My dad's telling me that i need diodes to make something like a wired-OR, but I insist that the circuit is sufficient as long as at least ONE of the pins is an INPUT at all times. A pin enabled as an input is essentially an open circuit (or more exactly, a high impedance) and won't load the circuit down, would it?



You can do this simpler than this. You do not need the 10K pullup. You only need a single 220R resistor connected between the anode of the optocoupler (pin 1) and +5v. The cathode goes to CCP1 and ECCP. This is a completely valid configuration assuming that you never configure both devices as outputs simultaneously.

You are driving the optocoupler too hard. According to the datasheet the maximum current required to switch the output over the life of the optocoupler is around 1.8ma. You are driving it with 3.5volt / 220R = 15.9mA. I suggest dropping the drive current to around 3mA in which case you can bump up the 220 resistor to 1K.
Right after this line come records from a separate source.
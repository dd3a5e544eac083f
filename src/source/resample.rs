use std::collections::VecDeque;
use std::num::NonZeroUsize;

use num_rational::Ratio;

use crate::math;
use crate::source::Source;
use crate::{Frame, SampleRate};

/// Frames pulled from the input per refill round.
const CHUNK: usize = 256;

/// Internal function that builds a `Resample` object.
pub fn resample<I>(
    input: I,
    quality: NonZeroUsize,
    source_rate: SampleRate,
    target_rate: SampleRate,
) -> Resample<I>
where
    I: Source,
{
    Resample {
        input,
        quality: quality.get(),
        step: Ratio::new(source_rate.get() as i64, target_rate.get() as i64),
        cursor: Ratio::from_integer(0),
        window: VecDeque::new(),
        scratch: vec![Frame::ZERO; CHUNK].into_boxed_slice(),
        input_done: false,
    }
}

/// Converts a source from one frame rate to another.
///
/// A fractional read cursor walks over the input at `1 / ratio` input
/// frames per output frame, where `ratio = target_rate / source_rate`.
/// Each output frame interpolates the input frames surrounding the cursor:
/// with `quality` 1 a straight line between the two neighbors, with larger
/// qualities a normalized windowed-sinc kernel over `2 * quality` frames —
/// more neighbors buy fidelity at CPU cost. Input frames beyond either end
/// of the stream read as silence for windowing purposes.
///
/// The cursor is kept as an exact rational, so no drift accumulates no
/// matter how long the stream runs. The ratio is mutable mid-stream via
/// [`set_ratio`](Resample::set_ratio); the buffered input window is kept
/// across the change, so there is no discontinuity. An identity ratio
/// passes frames through untouched.
///
/// Doubling the ratio halves the pitch-corrected duration, which makes this
/// the speed control of a playback chain as much as a format adapter.
#[derive(Clone, Debug)]
pub struct Resample<I> {
    input: I,
    /// Interpolation half-window; 1 = linear.
    quality: usize,
    /// Input frames consumed per output frame, `source_rate / target_rate`.
    step: Ratio<i64>,
    /// Fractional read position, relative to `window[0]`.
    cursor: Ratio<i64>,
    /// Buffered input frames surrounding the cursor.
    window: VecDeque<Frame>,
    scratch: Box<[Frame]>,
    input_done: bool,
}

impl<I> Resample<I>
where
    I: Source,
{
    /// The current rate ratio (output frames per input frame).
    pub fn ratio(&self) -> f64 {
        *self.step.denom() as f64 / *self.step.numer() as f64
    }

    /// Changes the rate ratio mid-stream.
    ///
    /// Takes effect on the next output frame. The buffered input window is
    /// kept, so already-gathered material plays on without discontinuity;
    /// the cursor is re-quantized to the new ratio's denominator (an error
    /// of at most one part in the target rate, once per change).
    ///
    /// # Panics
    ///
    /// Panics if `ratio` is not finite and positive, or is too extreme to
    /// represent.
    pub fn set_ratio(&mut self, ratio: f64) {
        assert!(
            ratio.is_finite() && ratio > 0.0,
            "resampling ratio must be finite and positive"
        );
        let step: Ratio<i64> =
            Ratio::approximate_float(ratio.recip()).expect("ratio is representable");
        assert!(*step.numer() > 0, "resampling ratio is too extreme");

        let denom = *step.denom();
        let scaled = (self.cursor * Ratio::from_integer(denom)).round().to_integer();
        self.cursor = Ratio::new(scaled, denom);
        self.step = step;
    }

    /// Returns a reference to the inner source.
    #[inline]
    pub fn inner(&self) -> &I {
        &self.input
    }

    /// Returns a mutable reference to the inner source.
    #[inline]
    pub fn inner_mut(&mut self) -> &mut I {
        &mut self.input
    }

    /// Returns the inner source.
    #[inline]
    pub fn into_inner(self) -> I {
        self.input
    }

    /// Drops buffered frames the interpolation window has moved past.
    fn trim_history(&mut self) {
        let keep_from = (self.cursor.to_integer() as usize).saturating_sub(self.quality - 1);
        let keep_from = keep_from.min(self.window.len());
        if keep_from > 0 {
            self.window.drain(..keep_from);
            self.cursor -= Ratio::from_integer(keep_from as i64);
        }
    }

    /// Buffers input frames until the window covers the cursor, the input
    /// stalls, or the input drains.
    fn ensure_window(&mut self) {
        loop {
            self.trim_history();
            if self.input_done {
                return;
            }
            let needed = self.cursor.to_integer() as usize + self.quality + 1;
            if self.window.len() >= needed {
                return;
            }
            let want = (needed - self.window.len()).min(self.scratch.len());
            let (n, more) = self.input.stream(&mut self.scratch[..want]);
            self.window.extend(self.scratch[..n].iter().copied());
            if !more {
                self.input_done = true;
            } else if n == 0 {
                // Input stalled; resume on a later call.
                return;
            }
        }
    }

    fn interpolate(&self, center: usize) -> Frame {
        let frac = self.cursor - Ratio::from_integer(center as i64);
        let frac = *frac.numer() as f32 / *frac.denom() as f32;

        if self.quality == 1 {
            let a = self.frame_at(center as isize);
            let b = self.frame_at(center as isize + 1);
            return Frame::new(
                math::lerp(a.left, b.left, frac),
                math::lerp(a.right, b.right, frac),
            );
        }

        let half = self.quality as isize;
        let mut acc = Frame::ZERO;
        let mut weight_sum = 0.0;
        for i in (center as isize - half + 1)..=(center as isize + half) {
            let x = frac + (center as isize - i) as f32;
            let weight = lanczos(x, self.quality as f32);
            acc += self.frame_at(i) * weight;
            weight_sum += weight;
        }
        if weight_sum != 0.0 {
            acc * (1.0 / weight_sum)
        } else {
            Frame::ZERO
        }
    }

    fn frame_at(&self, i: isize) -> Frame {
        if i < 0 {
            return Frame::ZERO;
        }
        self.window.get(i as usize).copied().unwrap_or(Frame::ZERO)
    }
}

impl<I> Source for Resample<I>
where
    I: Source,
{
    fn stream(&mut self, frames: &mut [Frame]) -> (usize, bool) {
        // An identity ratio with no buffered state passes straight through.
        if self.step == Ratio::from_integer(1)
            && self.window.is_empty()
            && self.cursor == Ratio::from_integer(0)
        {
            return self.input.stream(frames);
        }

        let mut produced = 0;
        loop {
            if produced == frames.len() {
                return (produced, true);
            }
            self.ensure_window();

            if self.input_done
                && self.cursor >= Ratio::from_integer(self.window.len() as i64)
            {
                return (produced, false);
            }
            let center = self.cursor.to_integer() as usize;
            if !self.input_done && self.window.len() < center + self.quality + 1 {
                return (produced, true);
            }

            frames[produced] = self.interpolate(center);
            produced += 1;
            self.cursor += self.step;
        }
    }
}

/// Lanczos kernel: `sinc(x) * sinc(x / a)` within `|x| < a`, zero outside.
fn lanczos(x: f32, a: f32) -> f32 {
    if x.abs() >= a {
        return 0.0;
    }
    if x.abs() < 1e-6 {
        return 1.0;
    }
    let px = std::f32::consts::PI * x;
    a * (px.sin() * (px / a).sin()) / (px * px)
}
Having said you only need a single resistor, the advantage of using two resistors (R2 and R3) is that if you do make a mistake in software and drive both lines simultaneously then you will not cause excessive current consumption. In which case I would get rid of R1 as discussed and increase R2 and R3 to 1K
_________________
Regards, Andrew

http://www.brushelectronics.com/software
Home of Ethernet, SD card and Encrypted Serial Bootloaders for PICs!!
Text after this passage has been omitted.